> Exercise directions: Give the records below again, exactly as they appear.

> Material shown:
»»
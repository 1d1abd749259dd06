//! Command dispatcher: argument parsing, wiring and exit codes.

use std::ffi::OsString;
use std::path::Path;
use std::process::ExitCode;
use std::sync::Arc;

use anyhow::Result;
use clap::Parser;
use tracing::{Level, Subscriber};
use tracing_subscriber::fmt::MakeWriter;
use tracing_subscriber::FmtSubscriber;

use crate::autostart::Autostart;
use crate::cli::{Cli, Commands};
use crate::commands;
use crate::config::{validate_interface_name, Config};
use crate::daemon::{DaemonCommand, DaemonControl, ProcessDaemon};
use crate::error::{self, AwdlError, EXIT_USAGE};
use crate::fs_abstraction::real_fs;
use crate::interface::{is_root, IfconfigController, InterfaceController};

/// Everything a command needs, wired once per invocation.
pub struct App {
    pub config: Config,
    pub controller: Arc<dyn InterfaceController>,
    pub daemon: Box<dyn DaemonControl>,
    pub autostart: Autostart,
    /// Whether the process runs with root privileges
    pub privileged: bool,
}

impl App {
    /// Production wiring: ifconfig controller, detached daemon process,
    /// launchd job in the configured directory.
    pub fn from_config(config: Config, config_path: &Path) -> Result<Self> {
        let command = DaemonCommand::for_current_exe(
            config_path,
            &config.interface,
            config.log_file.clone(),
        )?;

        let daemon = ProcessDaemon::new(
            config.marker_path(),
            command.clone(),
            config.startup_timeout()?,
            config.stop_timeout()?,
        );
        let autostart = Autostart::new(
            Arc::new(*real_fs()),
            config.launchd_dir.clone(),
            &config.interface,
            command,
        );

        Ok(Self {
            controller: Arc::new(IfconfigController::new(config.ifconfig.clone())),
            daemon: Box::new(daemon),
            autostart,
            privileged: is_root(),
            config,
        })
    }

    pub fn interface(&self) -> &str {
        &self.config.interface
    }

    pub fn require_root(&self, command: &str) -> Result<(), AwdlError> {
        if self.privileged {
            Ok(())
        } else {
            Err(AwdlError::PermissionDenied(command.to_string()))
        }
    }
}

/// Parse `args`, run the command and return the process exit code.
pub async fn run<I, T>(args: I) -> ExitCode
where
    I: IntoIterator<Item = T>,
    T: Into<OsString> + Clone,
{
    ExitCode::from(run_code(args).await)
}

/// Same as [`run`], with the exit code as a plain number.
pub async fn run_code<I, T>(args: I) -> u8
where
    I: IntoIterator<Item = T>,
    T: Into<OsString> + Clone,
{
    let cli = match Cli::try_parse_from(args) {
        Ok(cli) => cli,
        Err(e) => return parse_failure(e),
    };

    init_logging(&cli);

    let Some(command) = cli.command.clone() else {
        eprint!("{}", commands::help::usage());
        return EXIT_USAGE;
    };

    // help must work without root and without a readable config
    if command == Commands::Help {
        return finish(commands::help::run());
    }

    let result = match load_config(&cli).and_then(|config| App::from_config(config, &cli.config)) {
        Ok(app) => execute(&app, &command).await,
        Err(e) => Err(e),
    };
    finish(result)
}

/// Run one parsed command against an already wired [`App`].
pub async fn execute(app: &App, command: &Commands) -> Result<()> {
    match command {
        Commands::Status => commands::status::run(app).await,
        Commands::Disable { no_boot } => commands::disable::run(app, *no_boot).await,
        Commands::Enable => commands::enable::run(app).await,
        Commands::Help => commands::help::run(),
        Commands::Daemon => commands::daemon::run(app).await,
    }
}

/// Load the config file (or defaults) and apply command line overrides.
pub fn load_config(cli: &Cli) -> Result<Config> {
    let mut config = Config::load_or_default(&cli.config)?;
    if let Some(interface) = &cli.interface {
        validate_interface_name(interface)?;
        config.interface = interface.clone();
    }
    Ok(config)
}

fn finish(result: Result<()>) -> u8 {
    match result {
        Ok(()) => 0,
        Err(e) => {
            eprintln!("Error: {:#}", e);
            error::exit_code(&e)
        }
    }
}

fn parse_failure(err: clap::Error) -> u8 {
    use clap::error::ErrorKind;

    let _ = err.print();
    match err.kind() {
        ErrorKind::DisplayHelp | ErrorKind::DisplayVersion => 0,
        _ => {
            eprintln!("Run 'awdl help' to see all available commands.");
            EXIT_USAGE
        }
    }
}

/// Setup logging based on verbosity.
fn init_logging(cli: &Cli) {
    // Fails only if a subscriber is already installed (repeated runs in tests).
    let _ = tracing::subscriber::set_global_default(build_subscriber(cli, std::io::stderr));
}

/// The daemon's stderr is its log file, so only the daemon gets timestamps
/// and it never gets colour codes.
fn build_subscriber<W>(cli: &Cli, writer: W) -> Box<dyn Subscriber + Send + Sync>
where
    W: for<'a> MakeWriter<'a> + Send + Sync + 'static,
{
    let log_level = if cli.verbose {
        Level::DEBUG
    } else if cli.quiet {
        Level::ERROR
    } else {
        Level::INFO
    };

    let builder = FmtSubscriber::builder()
        .with_max_level(log_level)
        .with_target(false)
        .with_thread_ids(false)
        .with_writer(writer);

    if cli.command == Some(Commands::Daemon) {
        Box::new(builder.with_ansi(false).finish())
    } else {
        Box::new(builder.without_time().finish())
    }
}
««
> Exercise answer:
repository 1d1abd749259dd06
//! Command dispatcher: argument parsing, wiring and exit codes.

use std::ffi::OsString;
use std::path::Path;
use std::process::ExitCode;
use std::sync::Arc;

use anyhow::Result;
use clap::Parser;
use tracing::{Level, Subscriber};
use tracing_subscriber::fmt::MakeWriter;
use tracing_subscriber::FmtSubscriber;

use crate::autostart::Autostart;
use crate::cli::{Cli, Commands};
use crate::commands;
use crate::config::{validate_interface_name, Config};
use crate::daemon::{DaemonCommand, DaemonControl, ProcessDaemon};
use crate::error::{self, AwdlError, EXIT_USAGE};
use crate::fs_abstraction::real_fs;
use crate::interface::{is_root, IfconfigController, InterfaceController};

/// Everything a command needs, wired once per invocation.
pub struct App {
    pub config: Config,
    pub controller: Arc<dyn InterfaceController>,
    pub daemon: Box<dyn DaemonControl>,
    pub autostart: Autostart,
    /// Whether the process runs with root privileges
    pub privileged: bool,
}

impl App {
    /// Production wiring: ifconfig controller, detached daemon process,
    /// launchd job in the configured directory.
    pub fn from_config(config: Config, config_path: &Path) -> Result<Self> {
        let command = DaemonCommand::for_current_exe(
            config_path,
            &config.interface,
            config.log_file.clone(),
        )?;

        let daemon = ProcessDaemon::new(
            config.marker_path(),
            command.clone(),
            config.startup_timeout()?,
            config.stop_timeout()?,
        );
        let autostart = Autostart::new(
            Arc::new(*real_fs()),
            config.launchd_dir.clone(),
            &config.interface,
            command,
        );

        Ok(Self {
            controller: Arc::new(IfconfigController::new(config.ifconfig.clone())),
            daemon: Box::new(daemon),
            autostart,
            privileged: is_root(),
            config,
        })
    }

    pub fn interface(&self) -> &str {
        &self.config.interface
    }

    pub fn require_root(&self, command: &str) -> Result<(), AwdlError> {
        if self.privileged {
            Ok(())
        } else {
            Err(AwdlError::PermissionDenied(command.to_string()))
        }
    }
}

/// Parse `args`, run the command and return the process exit code.
pub async fn run<I, T>(args: I) -> ExitCode
where
    I: IntoIterator<Item = T>,
    T: Into<OsString> + Clone,
{
    ExitCode::from(run_code(args).await)
}

/// Same as [`run`], with the exit code as a plain number.
pub async fn run_code<I, T>(args: I) -> u8
where
    I: IntoIterator<Item = T>,
    T: Into<OsString> + Clone,
{
    let cli = match Cli::try_parse_from(args) {
        Ok(cli) => cli,
        Err(e) => return parse_failure(e),
    };

    init_logging(&cli);

    let Some(command) = cli.command.clone() else {
        eprint!("{}", commands::help::usage());
        return EXIT_USAGE;
    };

    // help must work without root and without a readable config
    if command == Commands::Help {
        return finish(commands::help::run());
    }

    let result = match load_config(&cli).and_then(|config| App::from_config(config, &cli.config)) {
        Ok(app) => execute(&app, &command).await,
        Err(e) => Err(e),
    };
    finish(result)
}

/// Run one parsed command against an already wired [`App`].
pub async fn execute(app: &App, command: &Commands) -> Result<()> {
    match command {
        Commands::Status => commands::status::run(app).await,
        Commands::Disable { no_boot } => commands::disable::run(app, *no_boot).await,
        Commands::Enable => commands::enable::run(app).await,
        Commands::Help => commands::help::run(),
        Commands::Daemon => commands::daemon::run(app).await,
    }
}

/// Load the config file (or defaults) and apply command line overrides.
pub fn load_config(cli: &Cli) -> Result<Config> {
    let mut config = Config::load_or_default(&cli.config)?;
    if let Some(interface) = &cli.interface {
        validate_interface_name(interface)?;
        config.interface = interface.clone();
    }
    Ok(config)
}

fn finish(result: Result<()>) -> u8 {
    match result {
        Ok(()) => 0,
        Err(e) => {
            eprintln!("Error: {:#}", e);
            error::exit_code(&e)
        }
    }
}

fn parse_failure(err: clap::Error) -> u8 {
    use clap::error::ErrorKind;

    let _ = err.print();
    match err.kind() {
        ErrorKind::DisplayHelp | ErrorKind::DisplayVersion => 0,
        _ => {
            eprintln!("Run 'awdl help' to see all available commands.");
            EXIT_USAGE
        }
    }
}

/// Setup logging based on verbosity.
fn init_logging(cli: &Cli) {
    // Fails only if a subscriber is already installed (repeated runs in tests).
    let _ = tracing::subscriber::set_global_default(build_subscriber(cli, std::io::stderr));
}

/// The daemon's stderr is its log file, so only the daemon gets timestamps
/// and it never gets colour codes.
fn build_subscriber<W>(cli: &Cli, writer: W) -> Box<dyn Subscriber + Send + Sync>
where
    W: for<'a> MakeWriter<'a> + Send + Sync + 'static,
{
    let log_level = if cli.verbose {
        Level::DEBUG
    } else if cli.quiet {
        Level::ERROR
    } else {
        Level::INFO
    };

    let builder = FmtSubscriber::builder()
        .with_max_level(log_level)
        .with_target(false)
        .with_thread_ids(false)
        .with_writer(writer);

    if cli.command == Some(Commands::Daemon) {
        Box::new(builder.with_ansi(false).finish())
    } else {
        Box::new(builder.without_time().finish())
    }
}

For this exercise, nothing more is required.